#### Exercise data ####

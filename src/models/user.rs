//! Identity and profile models.

use serde::{Deserialize, Serialize};

/// Identity resolved from an access token by the auth gateway.
#[derive(Debug, Clone, PartialEq, Eq, Serialize, Deserialize)]
pub struct AuthUser {
    /// Auth user ID (also the `profiles` / `teachers` row ID)
    pub id: String,
    /// Email address, when the gateway returns one
    #[serde(default)]
    pub email: Option<String>,
}

/// Signed-in session held by client code.
#[derive(Debug, Clone, PartialEq, Eq, Serialize, Deserialize)]
pub struct Session {
    pub access_token: String,
    #[serde(default)]
    pub refresh_token: Option<String>,
    /// Expiry as a Unix timestamp
    #[serde(default)]
    pub expires_at: Option<i64>,
    pub user: AuthUser,
}

/// Public profile row (`profiles` table), 1:1 with an auth identity.
#[derive(Debug, Clone, PartialEq, Eq, Serialize, Deserialize)]
pub struct Profile {
    pub id: String,
    pub username: String,
    #[serde(default)]
    pub avatar_url: Option<String>,
    /// Whether moderators may ban this account
    #[serde(default)]
    pub is_bannable: bool,
    pub created_at: String,
}

/// Teacher row (`teachers` table). `id` equals the auth user ID.
#[derive(Debug, Clone, PartialEq, Eq, Serialize, Deserialize)]
pub struct Teacher {
    pub id: String,
    pub full_name: String,
    #[serde(default)]
    pub website: Option<String>,
    /// Free-form biography; older rows call the column `about`
    #[serde(default, alias = "about")]
    pub bio: Option<String>,
    pub created_at: String,
}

####

[Work to be completed]:
The line containing "an auth identity." and every line after it, through the last one above, should be written out word for word.

[Solution]:
/// Public profile row (`profiles` table), 1:1 with an auth identity.
#[derive(Debug, Clone, PartialEq, Eq, Serialize, Deserialize)]
pub struct Profile {
    pub id: String,
    pub username: String,
    #[serde(default)]
    pub avatar_url: Option<String>,
    /// Whether moderators may ban this account
    #[serde(default)]
    pub is_bannable: bool,
    pub created_at: String,
}

/// Teacher row (`teachers` table). `id` equals the auth user ID.
#[derive(Debug, Clone, PartialEq, Eq, Serialize, Deserialize)]
pub struct Teacher {
    pub id: String,
    pub full_name: String,
    #[serde(default)]
    pub website: Option<String>,
    /// Free-form biography; older rows call the column `about`
    #[serde(default, alias = "about")]
    pub bio: Option<String>,
    pub created_at: String,
}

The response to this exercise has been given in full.